Report the count of lines in the entries below that contain "IntoIterator", and leave out everything else.
Segment Start: Information
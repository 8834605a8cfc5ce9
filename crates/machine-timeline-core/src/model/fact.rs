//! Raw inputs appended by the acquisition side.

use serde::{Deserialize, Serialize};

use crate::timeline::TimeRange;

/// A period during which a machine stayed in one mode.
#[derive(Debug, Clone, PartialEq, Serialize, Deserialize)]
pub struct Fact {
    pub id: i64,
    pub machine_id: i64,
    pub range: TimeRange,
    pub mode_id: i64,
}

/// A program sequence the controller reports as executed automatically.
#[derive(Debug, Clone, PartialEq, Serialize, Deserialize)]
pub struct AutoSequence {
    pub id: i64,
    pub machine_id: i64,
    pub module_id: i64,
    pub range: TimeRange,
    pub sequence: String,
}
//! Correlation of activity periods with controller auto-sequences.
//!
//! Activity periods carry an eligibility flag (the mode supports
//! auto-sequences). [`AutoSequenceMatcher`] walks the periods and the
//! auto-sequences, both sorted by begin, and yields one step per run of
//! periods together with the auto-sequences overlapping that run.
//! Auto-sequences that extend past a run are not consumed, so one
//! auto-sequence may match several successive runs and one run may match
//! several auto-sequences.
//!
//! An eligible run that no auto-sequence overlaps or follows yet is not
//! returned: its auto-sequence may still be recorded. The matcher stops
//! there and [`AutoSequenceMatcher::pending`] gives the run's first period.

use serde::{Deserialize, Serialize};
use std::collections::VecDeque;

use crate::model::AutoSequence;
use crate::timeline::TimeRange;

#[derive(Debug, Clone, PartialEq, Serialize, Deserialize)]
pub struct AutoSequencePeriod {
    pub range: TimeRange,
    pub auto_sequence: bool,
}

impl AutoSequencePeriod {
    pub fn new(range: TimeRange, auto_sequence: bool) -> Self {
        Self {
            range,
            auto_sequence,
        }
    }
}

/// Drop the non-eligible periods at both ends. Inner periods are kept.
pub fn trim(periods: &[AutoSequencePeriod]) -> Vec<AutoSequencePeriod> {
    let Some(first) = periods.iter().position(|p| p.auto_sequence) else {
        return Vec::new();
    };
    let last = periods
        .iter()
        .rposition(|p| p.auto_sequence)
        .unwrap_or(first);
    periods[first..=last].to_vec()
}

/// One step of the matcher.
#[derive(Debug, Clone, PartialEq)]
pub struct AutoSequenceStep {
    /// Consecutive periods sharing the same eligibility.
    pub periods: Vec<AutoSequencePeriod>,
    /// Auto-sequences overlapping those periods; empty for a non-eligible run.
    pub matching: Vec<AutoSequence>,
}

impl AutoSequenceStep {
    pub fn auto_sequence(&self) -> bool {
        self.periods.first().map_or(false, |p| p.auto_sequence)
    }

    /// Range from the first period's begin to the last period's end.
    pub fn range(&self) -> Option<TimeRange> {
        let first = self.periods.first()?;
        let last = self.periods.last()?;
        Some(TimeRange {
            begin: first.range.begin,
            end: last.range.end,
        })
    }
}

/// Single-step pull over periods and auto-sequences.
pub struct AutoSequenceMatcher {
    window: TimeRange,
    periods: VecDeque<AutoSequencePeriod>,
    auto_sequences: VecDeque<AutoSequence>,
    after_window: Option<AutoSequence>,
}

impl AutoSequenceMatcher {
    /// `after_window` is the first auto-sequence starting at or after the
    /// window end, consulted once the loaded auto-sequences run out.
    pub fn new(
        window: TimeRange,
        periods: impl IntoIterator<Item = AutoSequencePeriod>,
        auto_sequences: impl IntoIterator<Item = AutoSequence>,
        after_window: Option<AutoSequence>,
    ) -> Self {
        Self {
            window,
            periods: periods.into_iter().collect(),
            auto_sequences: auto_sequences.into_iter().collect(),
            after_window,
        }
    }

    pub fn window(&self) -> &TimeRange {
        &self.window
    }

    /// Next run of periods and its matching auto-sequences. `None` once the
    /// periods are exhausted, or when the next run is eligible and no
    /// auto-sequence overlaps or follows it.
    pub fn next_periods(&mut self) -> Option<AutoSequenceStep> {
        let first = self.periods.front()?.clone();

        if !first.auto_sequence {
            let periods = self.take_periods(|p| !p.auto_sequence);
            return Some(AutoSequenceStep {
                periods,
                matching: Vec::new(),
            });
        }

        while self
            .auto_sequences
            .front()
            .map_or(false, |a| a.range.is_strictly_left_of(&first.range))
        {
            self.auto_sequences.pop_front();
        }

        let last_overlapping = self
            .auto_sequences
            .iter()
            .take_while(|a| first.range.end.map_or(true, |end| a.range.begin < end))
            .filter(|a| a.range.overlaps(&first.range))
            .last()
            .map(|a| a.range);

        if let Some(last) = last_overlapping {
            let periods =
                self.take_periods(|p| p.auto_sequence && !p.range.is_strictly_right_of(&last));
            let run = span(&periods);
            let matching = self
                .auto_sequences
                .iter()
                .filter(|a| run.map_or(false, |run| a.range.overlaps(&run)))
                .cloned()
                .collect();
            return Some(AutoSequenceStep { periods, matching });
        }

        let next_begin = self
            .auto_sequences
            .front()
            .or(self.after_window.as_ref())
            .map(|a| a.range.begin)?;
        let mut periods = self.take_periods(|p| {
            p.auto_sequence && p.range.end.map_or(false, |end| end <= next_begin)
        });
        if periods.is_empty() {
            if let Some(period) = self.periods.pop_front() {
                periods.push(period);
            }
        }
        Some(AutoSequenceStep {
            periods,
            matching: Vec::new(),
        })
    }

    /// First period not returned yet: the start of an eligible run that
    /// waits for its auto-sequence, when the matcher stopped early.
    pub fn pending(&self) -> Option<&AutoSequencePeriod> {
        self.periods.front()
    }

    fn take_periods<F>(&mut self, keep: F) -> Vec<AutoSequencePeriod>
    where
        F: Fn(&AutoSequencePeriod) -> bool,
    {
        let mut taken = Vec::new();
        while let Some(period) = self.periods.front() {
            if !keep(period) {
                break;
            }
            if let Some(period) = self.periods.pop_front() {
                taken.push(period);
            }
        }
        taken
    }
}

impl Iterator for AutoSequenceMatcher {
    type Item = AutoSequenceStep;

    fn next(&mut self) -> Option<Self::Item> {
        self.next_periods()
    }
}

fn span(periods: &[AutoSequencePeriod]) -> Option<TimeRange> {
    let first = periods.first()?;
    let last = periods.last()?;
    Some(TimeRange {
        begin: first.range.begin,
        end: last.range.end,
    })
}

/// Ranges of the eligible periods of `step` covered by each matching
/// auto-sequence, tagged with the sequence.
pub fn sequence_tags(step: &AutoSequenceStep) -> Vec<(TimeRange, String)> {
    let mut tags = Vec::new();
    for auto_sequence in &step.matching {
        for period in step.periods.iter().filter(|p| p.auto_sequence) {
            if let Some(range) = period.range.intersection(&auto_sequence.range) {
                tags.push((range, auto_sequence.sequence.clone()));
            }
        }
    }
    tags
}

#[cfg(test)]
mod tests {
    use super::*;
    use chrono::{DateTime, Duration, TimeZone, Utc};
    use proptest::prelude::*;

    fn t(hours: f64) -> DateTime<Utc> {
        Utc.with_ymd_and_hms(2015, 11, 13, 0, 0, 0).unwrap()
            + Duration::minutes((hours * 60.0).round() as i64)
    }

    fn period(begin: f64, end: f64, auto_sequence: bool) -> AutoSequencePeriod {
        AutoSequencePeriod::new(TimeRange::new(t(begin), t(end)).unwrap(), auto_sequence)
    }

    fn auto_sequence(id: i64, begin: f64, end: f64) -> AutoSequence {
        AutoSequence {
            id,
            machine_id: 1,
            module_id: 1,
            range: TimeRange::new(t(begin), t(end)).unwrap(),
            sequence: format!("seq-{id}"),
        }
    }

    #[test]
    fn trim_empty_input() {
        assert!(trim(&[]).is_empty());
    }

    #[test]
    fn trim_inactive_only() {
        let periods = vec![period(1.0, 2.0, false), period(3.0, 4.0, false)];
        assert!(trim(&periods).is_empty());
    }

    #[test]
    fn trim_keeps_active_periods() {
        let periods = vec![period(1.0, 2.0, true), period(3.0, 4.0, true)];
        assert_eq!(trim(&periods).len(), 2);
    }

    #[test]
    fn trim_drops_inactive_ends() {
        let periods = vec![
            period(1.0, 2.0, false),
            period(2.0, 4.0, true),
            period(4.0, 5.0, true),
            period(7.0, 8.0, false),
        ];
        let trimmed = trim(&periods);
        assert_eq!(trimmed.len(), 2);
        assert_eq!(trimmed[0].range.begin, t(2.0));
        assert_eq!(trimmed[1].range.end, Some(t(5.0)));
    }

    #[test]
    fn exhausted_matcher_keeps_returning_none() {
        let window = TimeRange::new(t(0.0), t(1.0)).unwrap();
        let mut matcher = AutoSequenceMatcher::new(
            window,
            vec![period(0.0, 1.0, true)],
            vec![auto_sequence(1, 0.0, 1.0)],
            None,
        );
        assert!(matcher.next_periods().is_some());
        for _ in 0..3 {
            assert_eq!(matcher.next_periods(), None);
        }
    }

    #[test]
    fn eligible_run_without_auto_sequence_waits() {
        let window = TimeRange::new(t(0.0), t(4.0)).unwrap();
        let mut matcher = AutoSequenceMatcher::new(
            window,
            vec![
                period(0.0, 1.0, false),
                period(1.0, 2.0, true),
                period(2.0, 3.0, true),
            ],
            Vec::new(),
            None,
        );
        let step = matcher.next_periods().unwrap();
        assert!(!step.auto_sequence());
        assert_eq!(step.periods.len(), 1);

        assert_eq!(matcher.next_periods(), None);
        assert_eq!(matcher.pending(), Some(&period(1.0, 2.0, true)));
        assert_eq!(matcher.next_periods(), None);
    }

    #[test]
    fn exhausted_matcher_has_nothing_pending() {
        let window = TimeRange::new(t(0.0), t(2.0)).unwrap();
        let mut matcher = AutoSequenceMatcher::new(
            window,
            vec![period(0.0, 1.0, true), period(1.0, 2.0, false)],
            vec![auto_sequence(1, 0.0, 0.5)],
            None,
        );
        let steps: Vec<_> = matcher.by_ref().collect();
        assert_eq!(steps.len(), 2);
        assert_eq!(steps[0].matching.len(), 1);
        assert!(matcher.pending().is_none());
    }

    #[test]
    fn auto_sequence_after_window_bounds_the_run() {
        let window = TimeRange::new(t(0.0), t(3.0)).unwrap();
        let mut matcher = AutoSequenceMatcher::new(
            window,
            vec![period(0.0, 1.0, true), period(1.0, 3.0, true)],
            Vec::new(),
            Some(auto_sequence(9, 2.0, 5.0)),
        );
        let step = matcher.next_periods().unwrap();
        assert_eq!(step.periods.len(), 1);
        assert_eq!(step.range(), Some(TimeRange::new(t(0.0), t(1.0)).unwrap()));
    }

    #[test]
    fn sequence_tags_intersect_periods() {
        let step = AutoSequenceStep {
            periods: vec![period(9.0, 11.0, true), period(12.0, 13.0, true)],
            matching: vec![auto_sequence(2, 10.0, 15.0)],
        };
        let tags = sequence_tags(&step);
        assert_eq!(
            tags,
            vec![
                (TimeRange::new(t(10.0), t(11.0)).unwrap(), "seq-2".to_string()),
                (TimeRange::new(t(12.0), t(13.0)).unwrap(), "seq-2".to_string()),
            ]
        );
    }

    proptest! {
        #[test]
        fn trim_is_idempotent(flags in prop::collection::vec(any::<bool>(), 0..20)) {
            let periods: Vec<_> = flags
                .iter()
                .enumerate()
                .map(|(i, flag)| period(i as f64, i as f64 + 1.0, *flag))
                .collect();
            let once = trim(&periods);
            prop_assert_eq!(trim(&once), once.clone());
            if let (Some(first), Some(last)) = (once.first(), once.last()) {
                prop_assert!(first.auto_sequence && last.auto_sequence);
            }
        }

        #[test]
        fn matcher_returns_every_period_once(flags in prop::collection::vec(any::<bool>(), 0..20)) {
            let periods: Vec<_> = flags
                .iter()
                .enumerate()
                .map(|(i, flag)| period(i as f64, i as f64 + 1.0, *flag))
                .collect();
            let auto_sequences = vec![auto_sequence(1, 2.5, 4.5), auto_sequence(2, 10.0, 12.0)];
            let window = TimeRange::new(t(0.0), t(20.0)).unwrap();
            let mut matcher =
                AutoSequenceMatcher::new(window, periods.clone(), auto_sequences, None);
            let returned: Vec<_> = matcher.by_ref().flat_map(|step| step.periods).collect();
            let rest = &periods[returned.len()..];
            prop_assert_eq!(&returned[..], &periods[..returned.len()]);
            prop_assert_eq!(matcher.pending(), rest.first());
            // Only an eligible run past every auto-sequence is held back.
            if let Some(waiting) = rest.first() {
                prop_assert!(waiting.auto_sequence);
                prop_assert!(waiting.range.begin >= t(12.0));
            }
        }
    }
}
Segment End: Information
** The completed task **
2